Yoneyama H, Nakae T
Department of Molecular Life Science, Tokai University, School of Medicine, Isehara, Japan.
Microbiology (Reading). 1996 Aug;142 ( Pt 8):2137-44. doi: 10.1099/13500872-142-8-2137.
Protein C (OprC) of the outer membrane of Pseudomonas aeruginosa forms small channels, as assayed by the liposome swelling method. We report here that OprC functions as a channel-forming and copper-binding protein. OprC purified to homogeneity formed a channel in planar lipid bilayers with an ion conductance of about 200 pS in 1 M NaCl. Cloning and sequencing of the gene encoding OprC revealed that it specified a polypeptide comprising 723 and 668 amino acid residues for the precursor and mature polypeptides (M(r) 73,372), respectively. The amino acid sequence of OprC showed the highest degree of similarity with that of NosA of Pseudomonas stutzeri (65% sequence identity) which conveys Cu2+ to intracellular acceptor(s). OprC showed high copper-binding activity (Kd = 2.6 microM) in aqueous solution containing surfactant. The expression of OprC appeared to be repressed by exogenous Cu2+ and derepressed by anaerobiosis in the presence of nitrate. These results suggest that OprC might be involved in copper utilization.

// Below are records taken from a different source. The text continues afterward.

//! Integration tests for the `hostal` CLI binary.
//!
//! These use `assert_cmd` and `predicates` to exercise the analyze, check,
//! and respond subcommands through the actual binary, including stdin
//! piping, fixture-backed calendar feeds, and the consistency gate.

// `Command::cargo_bin` was deprecated in assert_cmd 2.1.2 in favor of
// `cargo::cargo_bin_cmd!`. Allow it until we migrate.
#![allow(deprecated)]

use assert_cmd::Command;
use predicates::prelude::*;

/// Helper: path to the feed.json fixture.
fn feed_path() -> &'static str {
    concat!(env!("CARGO_MANIFEST_DIR"), "/tests/fixtures/feed.json")
}

/// Helper: path to the kb.json fixture.
fn kb_path() -> &'static str {
    concat!(env!("CARGO_MANIFEST_DIR"), "/tests/fixtures/kb.json")
}

fn hostal() -> Command {
    Command::cargo_bin("hostal").unwrap()
}

// ─────────────────────────────────────────────────────────────────────────────
// Analyze subcommand
// ─────────────────────────────────────────────────────────────────────────────

#[test]
fn analyze_extracts_dates_and_intents() {
    hostal()
        .args([
            "analyze",
            "esta disponible del 2/2 al 5/2? hay wifi?",
            "--today",
            "2026-01-05",
        ])
        .assert()
        .success()
        .stdout(predicate::str::contains("2026-02-02"))
        .stdout(predicate::str::contains("2026-02-05"))
        .stdout(predicate::str::contains("availability"))
        .stdout(predicate::str::contains("amenities"));
}

#[test]
fn analyze_reads_message_from_stdin() {
    hostal()
        .args(["analyze", "--today", "2026-01-05"])
        .write_stdin("hay wifi y estacionamiento?")
        .assert()
        .success()
        .stdout(predicate::str::contains("\"has_dates\": false"))
        .stdout(predicate::str::contains("amenities"));
}

#[test]
fn analyze_without_dates_reports_empty_list() {
    hostal()
        .args(["analyze", "gracias por todo!", "--today", "2026-01-05"])
        .assert()
        .success()
        .stdout(predicate::str::contains("\"dates\": []"))
        .stdout(predicate::str::contains("other"));
}

// ─────────────────────────────────────────────────────────────────────────────
// Check subcommand
// ─────────────────────────────────────────────────────────────────────────────

#[test]
fn check_reports_conflict_against_fixture_feed() {
    hostal()
        .args([
            "check",
            "esta disponible del 2/2 al 5/2?",
            "--today",
            "2026-01-05",
            "--property",
            "RECOLETA-PATIO",
            "--calendar",
            feed_path(),
        ])
        .assert()
        .success()
        .stdout(predicate::str::contains("unavailable"))
        .stdout(predicate::str::contains(
            "NO DISPONIBLE. Hay una reserva del 2026-02-02 al 2026-02-06.",
        ));
}

#[test]
fn check_confirms_free_range() {
    hostal()
        .args([
            "check",
            "del 10 al 15 de enero",
            "--today",
            "2026-01-05",
            "--property",
            "RECOLETA-PATIO",
            "--calendar",
            feed_path(),
        ])
        .assert()
        .success()
        .stdout(predicate::str::contains(
            "DISPONIBLE del 10/01/2026 al 15/01/2026 (5 noches).",
        ))
        .stdout(predicate::str::contains("[VERIFICADO_ICAL]"));
}

#[test]
fn check_detects_recurring_block() {
    // The fixture blocks Mondays from 2026-03-02 for four weeks.
    hostal()
        .args([
            "check",
            "esta libre el 9/3?",
            "--today",
            "2026-03-01",
            "--property",
            "RECOLETA-PATIO",
            "--calendar",
            feed_path(),
        ])
        .assert()
        .success()
        .stdout(predicate::str::contains(
            "NO DISPONIBLE. Hay una reserva del 2026-03-09 al 2026-03-10.",
        ));
}

#[test]
fn check_without_dates_is_a_rejection() {
    hostal()
        .args([
            "check",
            "hola, como andan?",
            "--today",
            "2026-01-05",
            "--property",
            "RECOLETA-PATIO",
            "--calendar",
            feed_path(),
        ])
        .assert()
        .success()
        .stdout(predicate::str::contains(
            "Necesito fechas de check-in y check-out.",
        ));
}

#[test]
fn check_without_property_is_a_rejection() {
    hostal()
        .args([
            "check",
            "del 10 al 15 de enero",
            "--today",
            "2026-01-05",
            "--calendar",
            feed_path(),
        ])
        .assert()
        .success()
        .stdout(predicate::str::contains(
            "Necesito saber a que propiedad te referis.",
        ));
}

#[test]
fn check_with_unreadable_feed_reports_unknown() {
    hostal()
        .args([
            "check",
            "del 10 al 15 de enero",
            "--today",
            "2026-01-05",
            "--property",
            "RECOLETA-PATIO",
            "--calendar",
            "/nonexistent/feed.json",
        ])
        .assert()
        .success()
        .stdout(predicate::str::contains("unknown"))
        .stdout(predicate::str::contains("calendar fetch failed"));
}

// ─────────────────────────────────────────────────────────────────────────────
// Respond subcommand
// ─────────────────────────────────────────────────────────────────────────────

#[test]
fn respond_produces_consistent_reply() {
    hostal()
        .args([
            "respond",
            "esta disponible del 2/2 al 5/2? hay wifi?",
            "--today",
            "2026-01-05",
            "--property",
            "RECOLETA-PATIO",
            "--calendar",
            feed_path(),
            "--kb",
            kb_path(),
        ])
        .assert()
        .success()
        .stdout(predicate::str::contains("NO DISPONIBLE"))
        .stdout(predicate::str::contains("wifi"))
        .stdout(predicate::str::contains("\"corrected\": false"));
}

#[test]
fn respond_defers_unanswerable_amenities() {
    // No knowledge base: the template generator cannot mention wifi, so
    // the consistency gate rewrites the reply with a deferral.
    hostal()
        .args([
            "respond",
            "esta disponible del 2/2 al 5/2? hay wifi?",
            "--today",
            "2026-01-05",
            "--property",
            "RECOLETA-PATIO",
            "--calendar",
            feed_path(),
        ])
        .assert()
        .success()
        .stdout(predicate::str::contains("\"corrected\": true"))
        .stdout(predicate::str::contains("comodidades del lugar"))
        .stdout(predicate::str::contains(
            "Respuesta corregida por inconsistencias detectadas",
        ));
}

#[test]
fn respond_honours_custom_signature() {
    hostal()
        .args([
            "respond",
            "hay wifi?",
            "--today",
            "2026-01-05",
            "--property",
            "RECOLETA-PATIO",
            "--kb",
            kb_path(),
            "--signature",
            "Maria",
        ])
        .assert()
        .success()
        .stdout(predicate::str::contains("Saludos,\\nMaria"));
}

通过脂质体膨胀法检测发现,铜绿假单胞菌外膜蛋白C(OprC)可形成小通道。我们在此报告,OprC作为一种通道形成和铜结合蛋白发挥作用。纯化至同质的OprC在平面脂质双分子层中形成通道,在1 M NaCl中离子电导约为200 pS。编码OprC的基因克隆和测序显示,其前体多肽和成熟多肽(M(r) 73,372)分别由723和668个氨基酸残基组成。OprC的氨基酸序列与施氏假单胞菌的NosA氨基酸序列相似度最高(序列同一性为65%),后者将Cu2+转运至细胞内受体。在含有表面活性剂的水溶液中,OprC表现出高铜结合活性(Kd = 2.6 microM)。在硝酸盐存在的情况下,OprC的表达似乎受到外源Cu2+的抑制,并在厌氧条件下解除抑制。这些结果表明,OprC可能参与铜的利用。